WHAT THIS TASK INVOLVES
Find the string "BarberStatus" in the entries and copy each line that has it.

RECORDS TO USE
———
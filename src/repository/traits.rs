//! Repository trait definitions
//!
//! These traits are the abstract read/write contract consumers depend on.
//! Different implementations can provide different storage backends.

use chrono::NaiveDate;

use crate::error::NavalhaResult;
use crate::model::{
    Appointment, Barber, Barbershop, Client, Notification, Service, User,
};

/// Repository for the global user directory.
///
/// Users are unscoped; a creator account exists before any barbershop does.
pub trait UserRepository: Send + Sync {
    /// Every user, in insertion order.
    fn all(&self) -> NavalhaResult<Vec<User>>;

    /// Insert or replace the record with the same id.
    fn save(&self, user: &User) -> NavalhaResult<()>;

    fn find_by_id(&self, id: &str) -> NavalhaResult<Option<User>> {
        Ok(self.all()?.into_iter().find(|u| u.id == id))
    }

    /// Case-insensitive email lookup. A miss is `Ok(None)`, never an error.
    fn find_by_email(&self, email: &str) -> NavalhaResult<Option<User>> {
        let email = email.to_lowercase();
        Ok(self
            .all()?
            .into_iter()
            .find(|u| u.email.to_lowercase() == email))
    }
}

/// Repository for barbershops. Unscoped, and without delete: a tenant is
/// never removed through this contract.
pub trait BarbershopRepository: Send + Sync {
    fn all(&self) -> NavalhaResult<Vec<Barbershop>>;

    fn save(&self, barbershop: &Barbershop) -> NavalhaResult<()>;

    fn find_by_id(&self, id: &str) -> NavalhaResult<Option<Barbershop>> {
        Ok(self.all()?.into_iter().find(|b| b.id == id))
    }
}

/// Repository for a barbershop's clients.
pub trait ClientRepository: Send + Sync {
    /// Every client of `barbershop_id`, in insertion order.
    fn all(&self, barbershop_id: &str) -> NavalhaResult<Vec<Client>>;

    /// Insert or replace. Rejects a phone already registered to another
    /// client of the same barbershop (digits-only comparison).
    fn save(&self, client: &Client) -> NavalhaResult<()>;

    /// Remove by id. Idempotent; a missing id is a no-op.
    fn delete(&self, barbershop_id: &str, id: &str) -> NavalhaResult<()>;

    fn find_by_id(&self, barbershop_id: &str, id: &str) -> NavalhaResult<Option<Client>> {
        Ok(self.all(barbershop_id)?.into_iter().find(|c| c.id == id))
    }
}

/// Repository for a barbershop's barbers.
pub trait BarberRepository: Send + Sync {
    fn all(&self, barbershop_id: &str) -> NavalhaResult<Vec<Barber>>;

    fn save(&self, barber: &Barber) -> NavalhaResult<()>;

    fn delete(&self, barbershop_id: &str, id: &str) -> NavalhaResult<()>;

    fn find_by_id(&self, barbershop_id: &str, id: &str) -> NavalhaResult<Option<Barber>> {
        Ok(self.all(barbershop_id)?.into_iter().find(|b| b.id == id))
    }
}

/// Repository for a barbershop's service catalogue.
pub trait ServiceRepository: Send + Sync {
    fn all(&self, barbershop_id: &str) -> NavalhaResult<Vec<Service>>;

    /// Insert or replace. Rejects negative prices and zero durations.
    fn save(&self, service: &Service) -> NavalhaResult<()>;

    fn delete(&self, barbershop_id: &str, id: &str) -> NavalhaResult<()>;

    fn find_by_id(&self, barbershop_id: &str, id: &str) -> NavalhaResult<Option<Service>> {
        Ok(self.all(barbershop_id)?.into_iter().find(|s| s.id == id))
    }
}

/// Repository for a barbershop's appointments.
pub trait AppointmentRepository: Send + Sync {
    fn all(&self, barbershop_id: &str) -> NavalhaResult<Vec<Appointment>>;

    /// Insert or replace. Rejects a save that would double-book a barber:
    /// another non-cancelled appointment with the same barber, date and
    /// time.
    fn save(&self, appointment: &Appointment) -> NavalhaResult<()>;

    fn delete(&self, barbershop_id: &str, id: &str) -> NavalhaResult<()>;

    fn find_by_id(&self, barbershop_id: &str, id: &str) -> NavalhaResult<Option<Appointment>> {
        Ok(self.all(barbershop_id)?.into_iter().find(|a| a.id == id))
    }

    /// The appointment already occupying a barber's slot, if any.
    /// `exclude_id` skips the record being edited so an update does not
    /// conflict with itself.
    fn find_conflict(
        &self,
        barbershop_id: &str,
        barber_id: &str,
        date: NaiveDate,
        time: &str,
        exclude_id: Option<&str>,
    ) -> NavalhaResult<Option<Appointment>> {
        Ok(self.all(barbershop_id)?.into_iter().find(|a| {
            a.barber_id == barber_id
                && a.date == date
                && a.time == time
                && a.status.blocks_slot()
                && exclude_id != Some(a.id.as_str())
        }))
    }
}

/// Repository for dashboard notifications. Append-only: no delete, and
/// the only mutation is marking a notification read.
pub trait NotificationRepository: Send + Sync {
    fn all(&self, barbershop_id: &str) -> NavalhaResult<Vec<Notification>>;

    /// Append a notification. Always appends; ids are expected fresh.
    fn push(&self, notification: &Notification) -> NavalhaResult<()>;

    /// Flip `is_read` to true. A missing id is a no-op.
    fn mark_read(&self, barbershop_id: &str, id: &str) -> NavalhaResult<()>;

    fn unread_count(&self, barbershop_id: &str) -> NavalhaResult<usize> {
        Ok(self
            .all(barbershop_id)?
            .iter()
            .filter(|n| !n.is_read)
            .count())
    }
}
use chrono::{DateTime, Utc};
use rust_decimal::Decimal;
use serde::{Deserialize, Serialize};

#[derive(Debug, Clone, PartialEq, Serialize, Deserialize)]
#[serde(rename_all = "camelCase")]
pub struct Service {
    pub id: String,
    pub barbershop_id: String,
    pub name: String,
    #[serde(skip_serializing_if = "Option::is_none")]
    pub description: Option<String>,
    /// Never negative; checked on save.
    pub price: Decimal,
    /// Minutes; always greater than zero, checked on save.
    #[serde(rename = "duration")]
    pub duration_minutes: u32,
    pub is_active: bool,
    pub created_at: DateTime<Utc>,
    pub updated_at: DateTime<Utc>,
}
use chrono::{DateTime, Utc};
use serde::{Deserialize, Serialize};

/// Account role, which determines the feature set the dashboard exposes.
///
/// Creators administer the platform itself and belong to no barbershop;
/// admins run exactly one barbershop.
#[derive(Debug, Clone, Copy, PartialEq, Eq, Serialize, Deserialize)]
#[serde(rename_all = "lowercase")]
pub enum UserRole {
    Admin,
    Creator,
}

#[derive(Debug, Clone, PartialEq, Serialize, Deserialize)]
#[serde(rename_all = "camelCase")]
pub struct User {
    pub id: String,
    pub name: String,
    /// Unique across all users, compared case-insensitively.
    pub email: String,
    #[serde(skip_serializing_if = "Option::is_none")]
    pub phone: Option<String>,
    pub role: UserRole,
    #[serde(skip_serializing_if = "Option::is_none")]
    pub barbershop_id: Option<String>,
    pub created_at: DateTime<Utc>,
    pub updated_at: DateTime<Utc>,
}

#[cfg(test)]
mod tests {
    use super::*;

    #[test]
    fn test_role_wire_form() {
        assert_eq!(serde_json::to_value(UserRole::Admin).unwrap(), "admin");
        assert_eq!(serde_json::to_value(UserRole::Creator).unwrap(), "creator");
    }

    #[test]
    fn test_user_serializes_camel_case() {
        let user = User {
            id: "admin-1".to_string(),
            name: "João Silva".to_string(),
            email: "admin@barbeariaelegante.com".to_string(),
            phone: None,
            role: UserRole::Admin,
            barbershop_id: Some("barbershop-1".to_string()),
            created_at: Utc::now(),
            updated_at: Utc::now(),
        };
        let value = serde_json::to_value(&user).unwrap();
        assert_eq!(value["barbershopId"], "barbershop-1");
        assert!(value.get("phone").is_none());
        assert!(value["createdAt"].is_string());
    }
}
use chrono::{DateTime, Utc};
use serde::{Deserialize, Serialize};

use super::WorkingHours;

#[derive(Debug, Clone, Copy, PartialEq, Eq, Serialize, Deserialize)]
#[serde(rename_all = "lowercase")]
pub enum BarberStatus {
    Active,
    Inactive,
}

#[derive(Debug, Clone, PartialEq, Serialize, Deserialize)]
#[serde(rename_all = "camelCase")]
pub struct Barber {
    pub id: String,
    pub barbershop_id: String,
    pub name: String,
    pub phone: String,
    pub email: String,
    pub status: BarberStatus,
    /// Same weekly shape as the barbershop's working hours.
    pub availability: WorkingHours,
    pub created_at: DateTime<Utc>,
    pub updated_at: DateTime<Utc>,
}
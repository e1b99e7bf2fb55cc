use std::collections::HashMap;
use std::sync::Mutex;

use serde_json::Value;

use super::KvStore;
use crate::error::NavalhaResult;

/// In-memory store. Useful for tests and for consumers that want an
/// ephemeral workspace with the exact semantics of the persistent one.
#[derive(Default)]
pub struct MemoryStore {
    entries: Mutex<HashMap<String, Value>>,
}

impl MemoryStore {
    pub fn new() -> Self {
        Self::default()
    }
}

impl KvStore for MemoryStore {
    fn get(&self, key: &str) -> NavalhaResult<Option<Value>> {
        Ok(self.entries.lock()?.get(key).cloned())
    }

    fn set(&self, key: &str, value: Value) -> NavalhaResult<()> {
        self.entries.lock()?.insert(key.to_string(), value);
        Ok(())
    }

    fn remove(&self, key: &str) -> NavalhaResult<()> {
        self.entries.lock()?.remove(key);
        Ok(())
    }
}

#[cfg(test)]
mod tests {
    use super::*;
    use serde_json::json;

    #[test]
    fn test_set_get_remove() {
        let store = MemoryStore::new();
        assert_eq!(store.get("users").unwrap(), None);

        store.set("users", json!([{"id": "admin-1"}])).unwrap();
        assert_eq!(store.get("users").unwrap(), Some(json!([{"id": "admin-1"}])));

        store.remove("users").unwrap();
        assert_eq!(store.get("users").unwrap(), None);
    }

    #[test]
    fn test_remove_missing_key_is_noop() {
        let store = MemoryStore::new();
        store.remove("never-set").unwrap();
        store.remove("never-set").unwrap();
    }

    #[test]
    fn test_set_replaces_previous_value() {
        let store = MemoryStore::new();
        store.set("theme", json!("gold")).unwrap();
        store.set("theme", json!("graphite")).unwrap();
        assert_eq!(store.get("theme").unwrap(), Some(json!("graphite")));
    }
}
———
TASK RESPONSE
pub enum BarberStatus {
    pub status: BarberStatus,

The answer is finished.